■ Task item
Give an exact reproduction of all the lines in the listing.

[[ Data for review open ]]

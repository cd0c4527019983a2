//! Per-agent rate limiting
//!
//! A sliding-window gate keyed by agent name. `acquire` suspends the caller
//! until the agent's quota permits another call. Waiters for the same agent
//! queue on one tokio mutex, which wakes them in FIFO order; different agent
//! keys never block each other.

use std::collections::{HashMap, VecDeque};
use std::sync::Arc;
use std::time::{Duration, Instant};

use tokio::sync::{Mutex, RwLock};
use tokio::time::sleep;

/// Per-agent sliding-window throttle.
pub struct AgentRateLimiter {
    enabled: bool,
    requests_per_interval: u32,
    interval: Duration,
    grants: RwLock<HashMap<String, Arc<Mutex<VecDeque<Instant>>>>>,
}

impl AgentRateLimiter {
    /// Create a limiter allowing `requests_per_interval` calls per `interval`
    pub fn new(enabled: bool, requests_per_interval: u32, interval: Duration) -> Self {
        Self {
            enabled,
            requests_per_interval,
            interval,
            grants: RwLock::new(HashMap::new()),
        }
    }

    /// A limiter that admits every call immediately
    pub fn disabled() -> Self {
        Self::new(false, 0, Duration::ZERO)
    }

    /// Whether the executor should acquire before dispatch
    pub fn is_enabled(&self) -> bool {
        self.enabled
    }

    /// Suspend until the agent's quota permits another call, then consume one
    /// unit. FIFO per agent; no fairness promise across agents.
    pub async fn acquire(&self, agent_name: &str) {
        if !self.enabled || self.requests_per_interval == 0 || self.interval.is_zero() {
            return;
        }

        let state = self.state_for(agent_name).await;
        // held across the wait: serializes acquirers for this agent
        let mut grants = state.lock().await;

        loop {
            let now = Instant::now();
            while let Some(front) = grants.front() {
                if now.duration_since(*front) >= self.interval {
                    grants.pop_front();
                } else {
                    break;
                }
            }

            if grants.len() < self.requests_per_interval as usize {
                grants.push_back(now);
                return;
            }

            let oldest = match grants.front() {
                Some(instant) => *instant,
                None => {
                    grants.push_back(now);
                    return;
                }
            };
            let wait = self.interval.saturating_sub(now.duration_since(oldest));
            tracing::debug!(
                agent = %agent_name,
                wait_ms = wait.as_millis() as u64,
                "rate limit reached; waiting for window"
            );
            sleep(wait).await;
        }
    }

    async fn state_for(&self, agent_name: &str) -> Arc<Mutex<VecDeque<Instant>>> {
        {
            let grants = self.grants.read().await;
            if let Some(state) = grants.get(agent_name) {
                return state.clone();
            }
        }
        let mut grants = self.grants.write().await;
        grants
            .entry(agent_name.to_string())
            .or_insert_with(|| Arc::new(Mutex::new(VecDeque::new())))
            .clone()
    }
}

[[ Data for review closed ]]

■ Written answer
repository cd0c4527019983a2
//! Per-agent rate limiting
//!
//! A sliding-window gate keyed by agent name. `acquire` suspends the caller
//! until the agent's quota permits another call. Waiters for the same agent
//! queue on one tokio mutex, which wakes them in FIFO order; different agent
//! keys never block each other.

use std::collections::{HashMap, VecDeque};
use std::sync::Arc;
use std::time::{Duration, Instant};

use tokio::sync::{Mutex, RwLock};
use tokio::time::sleep;

/// Per-agent sliding-window throttle.
pub struct AgentRateLimiter {
    enabled: bool,
    requests_per_interval: u32,
    interval: Duration,
    grants: RwLock<HashMap<String, Arc<Mutex<VecDeque<Instant>>>>>,
}

impl AgentRateLimiter {
    /// Create a limiter allowing `requests_per_interval` calls per `interval`
    pub fn new(enabled: bool, requests_per_interval: u32, interval: Duration) -> Self {
        Self {
            enabled,
            requests_per_interval,
            interval,
            grants: RwLock::new(HashMap::new()),
        }
    }

    /// A limiter that admits every call immediately
    pub fn disabled() -> Self {
        Self::new(false, 0, Duration::ZERO)
    }

    /// Whether the executor should acquire before dispatch
    pub fn is_enabled(&self) -> bool {
        self.enabled
    }

    /// Suspend until the agent's quota permits another call, then consume one
    /// unit. FIFO per agent; no fairness promise across agents.
    pub async fn acquire(&self, agent_name: &str) {
        if !self.enabled || self.requests_per_interval == 0 || self.interval.is_zero() {
            return;
        }

        let state = self.state_for(agent_name).await;
        // held across the wait: serializes acquirers for this agent
        let mut grants = state.lock().await;

        loop {
            let now = Instant::now();
            while let Some(front) = grants.front() {
                if now.duration_since(*front) >= self.interval {
                    grants.pop_front();
                } else {
                    break;
                }
            }

            if grants.len() < self.requests_per_interval as usize {
                grants.push_back(now);
                return;
            }

            let oldest = match grants.front() {
                Some(instant) => *instant,
                None => {
                    grants.push_back(now);
                    return;
                }
            };
            let wait = self.interval.saturating_sub(now.duration_since(oldest));
            tracing::debug!(
                agent = %agent_name,
                wait_ms = wait.as_millis() as u64,
                "rate limit reached; waiting for window"
            );
            sleep(wait).await;
        }
    }

    async fn state_for(&self, agent_name: &str) -> Arc<Mutex<VecDeque<Instant>>> {
        {
            let grants = self.grants.read().await;
            if let Some(state) = grants.get(agent_name) {
                return state.clone();
            }
        }
        let mut grants = self.grants.write().await;
        grants
            .entry(agent_name.to_string())
            .or_insert_with(|| Arc::new(Mutex::new(VecDeque::new())))
            .clone()
    }
}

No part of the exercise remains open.